These new repayment incentives will:

  • Encourage On-Time Loan Payments. These repayment incentives are designed to encourage students to meet their responsibilities during their first year of repayment. Data show that the first year is critical to a lifetime of good habits: students who make their first 12 payments are only one-fourth as likely to default. At the urging of Rep. Clay and Sen. Harkin, Congress authorized the Direct Student Loan program to offer repayment incentives in 1998.

  • Save Students Hundreds Of Dollars. By making the first 12 payments on time, the average undergraduate borrower could receive a $150 interest rebate on new loans and save $500 through lower interest on a consolidation loan. The average graduate borrower has $25,000 in loans and could save $375 and $1,250, respectively.

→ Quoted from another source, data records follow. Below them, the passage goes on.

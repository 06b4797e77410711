//! Git command runner for github-commenter.
//!
//! Git is always spawned directly (never through a shell), so revision
//! strings coming from CI environment variables cannot inject commands.
//! All git operations should go through this module.

use crate::error::{CommenterError, Result};
use std::path::{Path, PathBuf};
use std::process::{Command, Output};

/// Result of a successful git command execution.
#[derive(Debug, Clone)]
pub struct GitOutput {
    /// Standard output from the command (trimmed).
    pub stdout: String,
    /// Standard error from the command (trimmed).
    pub stderr: String,
}

impl GitOutput {
    fn from_output(output: &Output) -> Self {
        Self {
            stdout: String::from_utf8_lossy(&output.stdout).trim().to_string(),
            stderr: String::from_utf8_lossy(&output.stderr).trim().to_string(),
        }
    }

    /// Returns true if stdout is empty.
    pub fn is_empty(&self) -> bool {
        self.stdout.is_empty()
    }
}

/// Run a git command with the specified working directory.
///
/// # Returns
///
/// * `Ok(GitOutput)` - On successful execution (exit code 0)
/// * `Err(CommenterError::GitError)` - On non-zero exit code (mapped to exit code 3)
pub fn run_git<P: AsRef<Path>>(cwd: P, args: &[&str]) -> Result<GitOutput> {
    let output = execute(cwd.as_ref(), args)?;
    Ok(GitOutput::from_output(&output))
}

/// Run a git command and return stdout exactly as git printed it.
///
/// Diff text must not be trimmed: a trailing blank context line is a
/// line of the patch.
pub fn run_git_raw<P: AsRef<Path>>(cwd: P, args: &[&str]) -> Result<String> {
    let output = execute(cwd.as_ref(), args)?;
    Ok(String::from_utf8_lossy(&output.stdout).into_owned())
}

/// The git subcommand in `args`, skipping `-c name=value` pairs.
fn subcommand<'a>(args: &[&'a str]) -> &'a str {
    let mut rest = args;
    while let ["-c", _, tail @ ..] = rest {
        rest = tail;
    }
    rest.first().copied().unwrap_or("")
}

fn execute(cwd: &Path, args: &[&str]) -> Result<Output> {
    let output = Command::new("git")
        .current_dir(cwd)
        .args(args)
        .output()
        .map_err(|e| {
            CommenterError::GitError(format!(
                "failed to execute git {}: {}",
                subcommand(args),
                e
            ))
        })?;

    if output.status.success() {
        return Ok(output);
    }

    let git_output = GitOutput::from_output(&output);
    let exit_code = output.status.code().unwrap_or(-1);
    let error_msg = if git_output.stderr.is_empty() {
        git_output.stdout
    } else {
        git_output.stderr
    };

    Err(CommenterError::GitError(format!(
        "git {} failed (exit code {}): {}",
        subcommand(args),
        exit_code,
        error_msg
    )))
}

/// Get the repository root directory using `git rev-parse --show-toplevel`.
///
/// Returns a `UserError` rather than a `GitError` when `cwd` is not inside
/// a repository, since that is a usage problem rather than a git failure.
pub fn get_repo_root<P: AsRef<Path>>(cwd: P) -> Result<PathBuf> {
    match run_git(cwd, &["rev-parse", "--show-toplevel"]) {
        Ok(output) => Ok(PathBuf::from(output.stdout)),
        Err(CommenterError::GitError(msg)) if msg.contains("not a git repository") => {
            Err(CommenterError::UserError(
                "not inside a git repository. Run this command from within a git repository."
                    .to_string(),
            ))
        }
        Err(e) => Err(e),
    }
}

/// Full SHA of the commit checked out at `cwd`.
pub fn head_sha<P: AsRef<Path>>(cwd: P) -> Result<String> {
    let output = run_git(cwd, &["rev-parse", "HEAD"])?;
    if output.is_empty() {
        return Err(CommenterError::GitError(
            "git rev-parse HEAD printed nothing".to_string(),
        ));
    }
    Ok(output.stdout)
}

/// Reject revision strings git would read as options.
pub fn validate_revision(revision: &str) -> Result<&str> {
    if revision.is_empty() {
        return Err(CommenterError::UserError(
            "revision must not be empty".to_string(),
        ));
    }
    if revision.starts_with('-') {
        return Err(CommenterError::UserError(format!(
            "invalid revision '{}': revisions must not start with '-'",
            revision
        )));
    }
    if revision.chars().any(|c| c.is_whitespace() || c.is_control()) {
        return Err(CommenterError::UserError(format!(
            "invalid revision '{}': revisions must not contain whitespace",
            revision
        )));
    }
    Ok(revision)
}
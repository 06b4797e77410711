//! Error types for the github-commenter CLI.
//!
//! Uses thiserror for derive macros and provides user-actionable error messages.

use crate::exit_codes;
use thiserror::Error;

/// Main error type for github-commenter operations.
///
/// Each variant maps to a specific exit code. A comment that cannot be
/// placed on a diff is not an error; see `resolve::resolve_position`.
#[derive(Error, Debug)]
pub enum CommenterError {
    /// User provided invalid arguments or options are incomplete.
    #[error("{0}")]
    UserError(String),

    /// Comment input (stdin) could not be decoded.
    #[error("invalid comment input: {0}")]
    InputError(String),

    /// Diff text could not be parsed.
    #[error("malformed diff at line {line}: {message}")]
    DiffParseError { line: usize, message: String },

    /// Git operation failed.
    #[error("Git operation failed: {0}")]
    GitError(String),

    /// GitHub API request failed.
    #[error("GitHub API request failed: {0}")]
    GitHubError(String),
}

impl CommenterError {
    /// Returns the appropriate exit code for this error type.
    pub fn exit_code(&self) -> i32 {
        match self {
            CommenterError::UserError(_) => exit_codes::USER_ERROR,
            CommenterError::InputError(_) => exit_codes::PARSE_FAILURE,
            CommenterError::DiffParseError { .. } => exit_codes::PARSE_FAILURE,
            CommenterError::GitError(_) => exit_codes::GIT_FAILURE,
            CommenterError::GitHubError(_) => exit_codes::GITHUB_FAILURE,
        }
    }

    pub(crate) fn diff_parse(line: usize, message: impl Into<String>) -> Self {
        CommenterError::DiffParseError {
            line,
            message: message.into(),
        }
    }
}

/// Result type alias for github-commenter operations.
pub type Result<T> = std::result::Result<T, CommenterError>;
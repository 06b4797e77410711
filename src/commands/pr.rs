//! Implementation of the `github-commenter pr` command.
//!
//! Comments go through two independent diffs:
//! - the applicability diff (`after`..`until`) decides which comments are
//!   about lines changed in that range;
//! - the posting diff (PR base..working tree) gives each surviving comment
//!   its position in the pull request's patch.

use std::collections::HashMap;
use std::io::{IsTerminal, Read};
use std::path::Path;

use crate::ci::process_environment;
use crate::cli::PrArgs;
use crate::comment::CommentRequest;
use crate::config::{Config, PrOptions};
use crate::diff::{Diff, diff_between};
use crate::error::{CommenterError, Result};
use crate::git::{get_repo_root, head_sha};
use crate::github::{GitHubClient, ReviewApi, ReviewComment};
use crate::input::{InputFormat, parse_comments};
use crate::resolve::{filter_applicable, resolve_position};

/// Where resolved comments get posted.
#[derive(Debug, Clone)]
pub struct PostTarget {
    pub repo: String,
    pub pr: u64,
    pub head: String,
}

/// Outcome of one `pr` run.
#[derive(Debug)]
pub struct PrSummary {
    pub requested: usize,
    pub applicable: usize,
    pub planned: Vec<ReviewComment>,
    pub posted: usize,
}

/// Execute the `github-commenter pr` command.
pub fn cmd_pr(args: PrArgs) -> Result<()> {
    let cwd = std::env::current_dir().map_err(|e| {
        CommenterError::UserError(format!("failed to read current directory: {}", e))
    })?;
    let repo_root = get_repo_root(&cwd)?;
    let config = Config::load_from_repo(&repo_root)?;

    let input_format = args.input_format.unwrap_or(config.input_format);
    let requests = collect_comments(&args, input_format, read_piped_stdin)?;

    let options = resolve_options(&args, &config, &process_environment())?;
    let client = GitHubClient::new(&options.github, &options.token);

    let summary = run(&repo_root, &options, requests, &client, args.debug)?;

    if args.debug {
        println!(
            "{} comment(s) requested, {} applicable, {} planned (not posted: --debug).",
            summary.requested,
            summary.applicable,
            summary.planned.len()
        );
    } else {
        println!(
            "{} comment(s) requested, {} applicable, {} posted to {}#{}.",
            summary.requested, summary.applicable, summary.posted, options.repo, options.pr
        );
    }

    Ok(())
}

/// Resolve options from the config file, CLI flags and CI environment.
pub fn resolve_options(
    args: &PrArgs,
    config: &Config,
    env: &HashMap<String, String>,
) -> Result<PrOptions> {
    let mut layers = config.as_partial().overlay(args.as_partial());

    if let Some(provider) = args.from_env.or(config.from_env) {
        let completed = provider.completion().complete_from_environment(env)?;
        log::debug!("completed from {:?} environment: {:?}", provider, completed);
        layers = layers.overlay(completed);
    }

    PrOptions::resolve(layers, args.github_access_token.clone())
}

/// Comment requests from --file/--line/--message, or else from stdin.
///
/// `read_stdin` is only called when none of the comment options is given,
/// so an inherited pipe that never closes cannot block a run that names
/// its comment on the command line.
pub fn collect_comments<F>(
    args: &PrArgs,
    format: InputFormat,
    read_stdin: F,
) -> Result<Vec<CommentRequest>>
where
    F: FnOnce() -> Result<Option<String>>,
{
    match (&args.file, args.line, &args.message) {
        (Some(file), Some(line), Some(message)) => {
            return Ok(vec![CommentRequest::line_comment(
                file.as_str(),
                line as usize,
                message.as_str(),
            )]);
        }
        (None, None, None) => {}
        _ => {
            return Err(CommenterError::UserError(
                "--file, --line and --message must be given together".to_string(),
            ));
        }
    }

    match read_stdin()? {
        Some(input) if !input.trim().is_empty() => parse_comments(format, &input),
        _ => Err(CommenterError::UserError(
            "no comments found. Pipe LTSV comments to stdin or pass --file, --line and --message."
                .to_string(),
        )),
    }
}

fn read_piped_stdin() -> Result<Option<String>> {
    let mut stdin = std::io::stdin();
    if stdin.is_terminal() {
        return Ok(None);
    }
    let mut input = String::new();
    stdin
        .read_to_string(&mut input)
        .map_err(|e| CommenterError::InputError(format!("failed to read stdin: {}", e)))?;
    Ok(Some(input))
}

/// Filter, resolve and post `requests` for the pull request in `options`.
pub fn run<A: ReviewApi>(
    repo_root: &Path,
    options: &PrOptions,
    requests: Vec<CommentRequest>,
    api: &A,
    dry_run: bool,
) -> Result<PrSummary> {
    let requested = requests.len();
    let base = api.pull_request_base_sha(&options.repo, options.pr)?;
    log::info!("{}#{} base is {}", options.repo, options.pr, base);

    let after = options.after.as_deref().unwrap_or(&base);
    let applicability = diff_between(repo_root, after, options.until.as_deref())?;
    let applicable = filter_applicable(&applicability, requests);
    log::info!(
        "{} of {} comment(s) apply to {}..{}",
        applicable.len(),
        requested,
        after,
        options.until.as_deref().unwrap_or("working tree")
    );

    let mut summary = PrSummary {
        requested,
        applicable: applicable.len(),
        planned: Vec::new(),
        posted: 0,
    };
    if applicable.is_empty() {
        return Ok(summary);
    }

    let target = PostTarget {
        repo: options.repo.clone(),
        pr: options.pr,
        head: head_sha(repo_root)?,
    };
    let posting = diff_between(repo_root, &base, None)?;
    summary.planned = plan_comments(&posting, applicable, &target);

    for comment in &summary.planned {
        if dry_run {
            eprintln!("{}", comment);
        } else {
            api.create_review_comment(comment)?;
            summary.posted += 1;
        }
    }

    Ok(summary)
}

/// Anchor each request to its position in `diff`, dropping the ones the
/// pull request's patch does not contain.
pub fn plan_comments(
    diff: &Diff,
    requests: Vec<CommentRequest>,
    target: &PostTarget,
) -> Vec<ReviewComment> {
    requests
        .into_iter()
        .filter_map(|request| {
            let Some(position) = resolve_position(diff, &request) else {
                log::warn!(
                    "{} is not part of the pull request diff; skipping",
                    request.location()
                );
                return None;
            };
            Some(ReviewComment {
                repo: target.repo.clone(),
                pr: target.pr,
                commit_id: target.head.clone(),
                path: request.file?,
                position,
                body: request.message,
            })
        })
        .collect()
}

  • Save Taxpayers Money. The initiative is expected to save the U.S. government $5 million over five years because: 1) more students will repay their loans on time, and; 2) more students will choose to convert their guaranteed loans into direct loans, eliminating federal subsidies for lenders. A similar lower interest rate on consolidation loans in 1998 saved the government over $200 million, even while it saved 340,000 students over $30 million. (Guaranteed student loans are made by private lenders in return for federal subsidies and guarantees against default; direct loans are made by the U.S. Department of Education.)

THE PRESIDENT ALSO WILL PROPOSE A STEP TO EASE COLLEGE DEBT FOR TEACHERS IN HIGH-NEED COMMUNITIES. Today, the U.S. Department of Education will propose a new rule providing loan forgiveness for teachers in lower-income areas that have trouble retaining teachers. The new rule — which implements a provision of the Higher Education Amendments of 1998 — would forgive up to $5,000 in loans after five consecutive years of teaching in needy schools, at least one of which must have been 1998-99 or later. Through 2003, over 25,000 teachers will receive $122 million in loan forgiveness. Teachers must not have had either: 1) outstanding student loans on October 1, 1998, or 2) outstanding loans when they obtained new loans after October 1, 1998. This policy will help today's students afford college, become teachers in needy areas, and stay for at least five years. The final rule is expected to take effect on July 1, 2001.

  • Over the next decade, U.S. schools must hire 2 million teachers to accommodate increasing enrollments and the retirement of many veteran teachers. (U.S. Department of Education, Prospectus: The Educational Excellence for All Children Act, 1999)

  • More than one-fifth of all new teachers leave the profession within their first three years. (Ibid.)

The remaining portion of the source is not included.